Так что же произошло? Бой ехал со своим шофером Мэнсфилдом в Канны, где его ждала жена, чтобы вместе отметить рождественские праздники. В ту пору путь из Парижа в Канны на автомобиле занимал 18–20 часов, и это не считая остановок в пути. Между Фрежюсом и Сен-Рафаэлем у автомобиля, по-видимому, лопнула шина, и он на всем ходу полетел в кювет. Шофер отделался легкими ранениями, но Артур, у которого был проломлен череп, скончался на месте.
Едва оправившись от потрясения, вызванного страшной вестью, Габриель потребовала, чтобы Лаборд безотлагательно вез ее туда. Забрезжил рассвет. Только переодеться в дорожный костюм – и в путь. Машину по очереди вели шофер Лаборда и сам Лаборд. В Канны прибыли в три часа утра. Их встретила сестра Боя Берта. Увы, тело уже положено в гроб, и, судя по всему, похороны состоятся во Фрежюсе. Нет, на похороны она не пойдет. Что такое похороны? Одно притворство…
Несмотря на усталость, она наотрез отказалась лечь спать. Пожелала только, чтобы ей подали кресло. Едва рассвело, она попросила отвезти ее одну на место катастрофы. Свидетелем был лишь шофер. Габриель обошла вокруг искореженного металла, еще недавно бывшего машиной. Потрогала рукой обожженное железо, от которого еще пахло паленой резиной. Наконец она села на обочину, повернула опущенное лицо к солнцу – и рыдала, рыдала часы напролет. Она потеряла единственного человека, кого ей было суждено полюбить…
БЕЗУМНЫЕ ГОДЫ
Продолжать жить в местах, озаренных присутствием Боя, слышать его голос, доносящийся сквозь время, ждать, что он вот-вот покажется из коридора на ступеньках крыльца, – все это было свыше ее сил. Габриель покидает виллу «Миланез» и покупает виллу «Бель Респиро» в Гарше, на углу улиц Эдуард-Детай и Альфонс-де-Невилль. Акт о покупке датирован концом марта 1920 года. Разумеется, туда же она перевела своего камердинера Жозефа, его супругу Марию, служившую у нее экономкой, и шофера Рауля. Прибавим к ним собак – Солнце, Луну и их пятерых щенков. Все собачье семейство вместе называлось Большой Медведицей, так как в этом созвездии семь звезд. Новое жилище Коко было обширнее, чем прежнее; обширней был и парк при нем. Более всего нравился ей открывающийся из ее виллы панорамный вид Парижа, подернутый золоченой дымкой. Ей казалось, что на холмах Гарша, вдали от парижской суеты, она сможет наконец восстановить силы, необходимые для той изматывающей жизни, которую она вела в столице. Да, кстати, о том говорил и двойной смысл итальянского названия виллы: место, где привольно дышится, и место, где можно перевести дух в горячке бурных дней. Именно этого она и желала. Позже, покинув «Бель Респиро», она назовет свою южную виллу «Ла Пауза» – все говорит о том, что проблема передышки в гуще взбалмошного существования волновала ее постоянно.

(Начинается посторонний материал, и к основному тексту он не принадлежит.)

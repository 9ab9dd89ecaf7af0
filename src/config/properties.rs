// src/config/properties.rs

//! Minimal reader for the managed server's own `server.properties`.
//!
//! obsidia only needs two values from it: the data directory name
//! (`level-name`) and the message of the day (`motd`).

use std::collections::HashMap;
use std::fs;
use std::io::ErrorKind;
use std::path::Path;

use crate::errors::Result;

pub const PROPERTIES_FILE: &str = "server.properties";

const DEFAULT_LEVEL_NAME: &str = "world";

#[derive(Debug, Clone, PartialEq, Eq)]
pub struct ServerProperties {
    /// Name of the live data directory, relative to the server directory.
    pub level_name: String,
    pub motd: Option<String>,
}

impl Default for ServerProperties {
    fn default() -> Self {
        Self {
            level_name: DEFAULT_LEVEL_NAME.to_string(),
            motd: None,
        }
    }
}

impl ServerProperties {
    /// Parse `key=value` lines. Blank lines and `#`/`!` comments are skipped;
    /// only the first `=` splits.
    pub fn parse(contents: &str) -> Self {
        let values: HashMap<&str, &str> = contents
            .lines()
            .map(str::trim)
            .filter(|l| !l.is_empty() && !l.starts_with('#') && !l.starts_with('!'))
            .filter_map(|l| l.split_once('='))
            .map(|(k, v)| (k.trim(), v.trim()))
            .collect();

        let level_name = values
            .get("level-name")
            .filter(|v| !v.is_empty())
            .map(|v| v.to_string())
            .unwrap_or_else(|| DEFAULT_LEVEL_NAME.to_string());

        let motd = values
            .get("motd")
            .filter(|v| !v.is_empty())
            .map(|v| v.to_string());

        Self { level_name, motd }
    }

    /// Read `<server_dir>/server.properties`.
    ///
    /// A missing file is not an error: the server writes it on first start,
    /// so defaults are used until then.
    pub fn load(server_dir: &Path) -> Result<Self> {
        match fs::read_to_string(server_dir.join(PROPERTIES_FILE)) {
            Ok(contents) => Ok(Self::parse(&contents)),
            Err(e) if e.kind() == ErrorKind::NotFound => Ok(Self::default()),
            Err(e) => Err(e.into()),
        }
    }
}
// tests/common/mod.rs

#![allow(dead_code, unused_imports)]

pub use obsidia_test_utils::builders::ServerConfigBuilder;
pub use obsidia_test_utils::fake_server::{FakeServer, FAKE_SERVER_SCRIPT, STUBBORN_SERVER_SCRIPT};
pub use obsidia_test_utils::listeners::RecordingListener;
pub use obsidia_test_utils::{datetime, eventually, init_tracing, with_timeout};

use std::error::Error;

pub type TestResult = Result<(), Box<dyn Error>>;
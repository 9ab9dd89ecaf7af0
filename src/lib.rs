// src/lib.rs

pub mod backup;
pub mod cli;
pub mod clock;
pub mod config;
pub mod console;
pub mod errors;
pub mod fleet;
pub mod fs;
pub mod logging;
pub mod logs;
pub mod process;
pub mod schedule;
pub mod supervisor;

use std::path::{Path, PathBuf};
use std::sync::Arc;

use anyhow::Result;
use tokio::io::{AsyncBufReadExt, BufReader};
use tracing::{debug, info, warn};

use crate::cli::CliArgs;
use crate::clock::{Clock, SystemClock};
use crate::config::load_site_config;
use crate::console::{ConsoleCommand, ConsoleOutcome};
use crate::fleet::Fleet;
use crate::fs::{FileSystem, RealFileSystem};
use crate::logs::TracingListener;

/// High-level entry point used by `main.rs`.
///
/// This wires together:
/// - site config loading and server discovery
/// - one supervisor per server, with console lines routed to `tracing`
/// - the operator console on stdin
/// - Ctrl-C handling and bounded shutdown
pub async fn run(args: CliArgs) -> Result<()> {
    let config_path = PathBuf::from(&args.config);
    let site = load_site_config(&config_path)?;
    let servers_dir = resolve_servers_dir(&config_path, &site.servers.directory);

    let fs: Arc<dyn FileSystem> = Arc::new(RealFileSystem);
    let clock: Arc<dyn Clock> = Arc::new(SystemClock);
    let fleet = Fleet::load(&servers_dir, fs, clock)?;
    info!(dir = ?servers_dir, servers = fleet.len(), "servers loaded");

    if args.dry_run {
        print_dry_run(&fleet);
        return Ok(());
    }

    fleet.subscribe_all(Arc::new(TracingListener));

    if site.servers.start_all_on_startup && !args.no_start {
        let started = fleet.start_all();
        info!(started, total = fleet.len(), "servers started");
    }

    run_console(&fleet).await;

    info!("shutting down");
    fleet.shutdown_all(site.servers.shutdown_timeout()).await;
    Ok(())
}

/// Read operator commands from stdin until `quit` or Ctrl-C.
///
/// A closed stdin (running as a service) leaves only Ctrl-C.
async fn run_console(fleet: &Fleet) {
    let mut lines = BufReader::new(tokio::io::stdin()).lines();
    let mut stdin_open = true;

    loop {
        tokio::select! {
            signal = tokio::signal::ctrl_c() => {
                if let Err(e) = signal {
                    warn!(error = %e, "failed to listen for Ctrl+C");
                }
                return;
            }
            line = lines.next_line(), if stdin_open => match line {
                Ok(Some(line)) => {
                    if line.trim().is_empty() {
                        continue;
                    }
                    if handle_console_line(fleet, &line).await {
                        return;
                    }
                }
                Ok(None) => {
                    debug!("stdin closed; waiting for Ctrl+C");
                    stdin_open = false;
                }
                Err(e) => {
                    warn!(error = %e, "failed to read stdin; console disabled");
                    stdin_open = false;
                }
            },
        }
    }
}

/// Returns true when the operator asked to quit.
async fn handle_console_line(fleet: &Fleet, line: &str) -> bool {
    let command = match line.parse::<ConsoleCommand>() {
        Ok(c) => c,
        Err(e) => {
            println!("{e}");
            return false;
        }
    };

    match command.execute(fleet).await {
        Ok(ConsoleOutcome::Quit) => true,
        Ok(ConsoleOutcome::Output(lines)) => {
            for line in lines {
                println!("{line}");
            }
            false
        }
        Err(e) => {
            println!("error: {e}");
            false
        }
    }
}

/// A relative servers directory is resolved against the config file's
/// directory.
fn resolve_servers_dir(config_path: &Path, directory: &Path) -> PathBuf {
    if directory.is_absolute() {
        return directory.to_path_buf();
    }
    match config_path.parent() {
        Some(parent) if !parent.as_os_str().is_empty() => parent.join(directory),
        _ => directory.to_path_buf(),
    }
}

/// Print each server's resolved settings without spawning anything.
fn print_dry_run(fleet: &Fleet) {
    println!("obsidia dry-run");
    println!();
    println!("servers ({}):", fleet.len());
    for sup in fleet.iter() {
        let cfg = sup.config();
        println!("  - {}", sup.name());
        println!("      dir: {}", sup.directory().display());
        println!(
            "      cmd: {}",
            process::LaunchSpec::from_config(sup.directory(), &cfg.server).command_line()
        );
        match cfg.restarts.schedule {
            Some(rule) => println!("      restarts: {rule}"),
            None => println!("      restarts: off"),
        }
        println!("      restart_on_crash: {}", cfg.restarts.restart_on_crash);
        match cfg.backups.schedule {
            Some(rule) => println!(
                "      backups: {rule} (keep {})",
                cfg.backups.max_backups
            ),
            None => println!("      backups: off"),
        }
    }

    debug!("dry-run complete (no execution)");
}
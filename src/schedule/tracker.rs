// src/schedule/tracker.rs

//! Per-rule poll state used by the monitor loop.
//!
//! The monitor samples `offset_until` once per tick. The tracker compares each
//! sample with the previous one to detect that the scheduled moment has just
//! passed (the offset jumped up) and to fire countdown warnings once per
//! occurrence.

use chrono::NaiveDateTime;

use super::rule::ScheduleRule;

/// Countdown thresholds in seconds, largest first.
pub const WARNING_THRESHOLDS: [u64; 3] = [900, 300, 60];

/// What a single observation means for the caller.
#[derive(Debug, Clone, Copy, PartialEq, Eq)]
pub enum ScheduleSignal {
    /// The offset dropped to or below this many seconds for the first time
    /// in the current occurrence.
    Warning(u64),
    /// The offset strictly increased since the previous sample: the
    /// scheduled moment was crossed between the two polls.
    Crossed,
}

#[derive(Debug, Clone)]
pub struct ScheduleTracker {
    rule: ScheduleRule,
    previous: Option<u64>,
    warned: [bool; WARNING_THRESHOLDS.len()],
}

impl ScheduleTracker {
    pub fn new(rule: ScheduleRule) -> Self {
        Self {
            rule,
            previous: None,
            warned: [false; WARNING_THRESHOLDS.len()],
        }
    }

    pub fn rule(&self) -> ScheduleRule {
        self.rule
    }

    /// Offset recorded by the last observation, if any.
    pub fn previous(&self) -> Option<u64> {
        self.previous
    }

    /// Forget all history (used when a new process is spawned).
    pub fn reset(&mut self) {
        self.previous = None;
        self.warned = [false; WARNING_THRESHOLDS.len()];
    }

    /// Sample the rule at `now`. Empty rules never signal.
    pub fn observe(&mut self, now: NaiveDateTime) -> Option<ScheduleSignal> {
        let offset = self.rule.offset_until(now)?;
        self.observe_offset(offset)
    }

    /// Feed a precomputed offset.
    ///
    /// When several thresholds are passed at once only the smallest one is
    /// reported; the larger ones are marked as already announced.
    pub fn observe_offset(&mut self, offset: u64) -> Option<ScheduleSignal> {
        let previous = self.previous.replace(offset);

        if let Some(previous) = previous
            && offset > previous
        {
            self.warned = [false; WARNING_THRESHOLDS.len()];
            return Some(ScheduleSignal::Crossed);
        }

        let mut signal = None;
        for (i, threshold) in WARNING_THRESHOLDS.iter().enumerate() {
            if offset <= *threshold && !self.warned[i] {
                self.warned[i] = true;
                signal = Some(ScheduleSignal::Warning(*threshold));
            }
        }
        signal
    }
}

/// Human-readable countdown for announcements ("15 minutes", "1 minute").
pub fn describe_countdown(secs: u64) -> String {
    let minutes = secs / 60;
    match minutes {
        0 => format!("{secs} seconds"),
        1 => "1 minute".to_string(),
        n => format!("{n} minutes"),
    }
}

На следующий день после гибели Боя Коко заперлась у себя на вилле «Миланез», как в монастырской келье. Первое, что она сделала, – распорядилась вынести ковры, чтобы убрать в черное стены и потолки спальни. Черными должны были быть также занавески, простыни, покрывала… В этом отразился ее темперамент, доходящий до крайностей, а может быть, и воспоминания детства – она помнила, что овдовевшие крестьянки и вообще женщины из сельской местности, начиная с определенного возраста, облачались в сплошь черный траур. А разве она, в свои 37 лет, не постарела разом от жуткого удара, постигшего ее той зловещей ночью 20 декабря 1919 года? «Эта смерть, – позже скажет она, – явилась для меня тягчайшим ударом. Со смертью Кэпела я потеряла все». Вот откуда мысль затвориться, как в склепе… И слава богу, что вскоре ее неистощимая энергия и жажда жизни взяли свои права. Она задыхалась в своей гробнице. Она пожалела о том, что поддалась минутной слабости – она, которая всегда проповедовала добродетели силы воли. Габриель велела приготовить ей постель в другой комнате, в розовых тонах… Нет, конечно, она не собиралась вычеркивать из памяти человека, которого любила. Просто отныне она затаит от всех свою рану. И поклянется долее не ходить с душою нараспашку.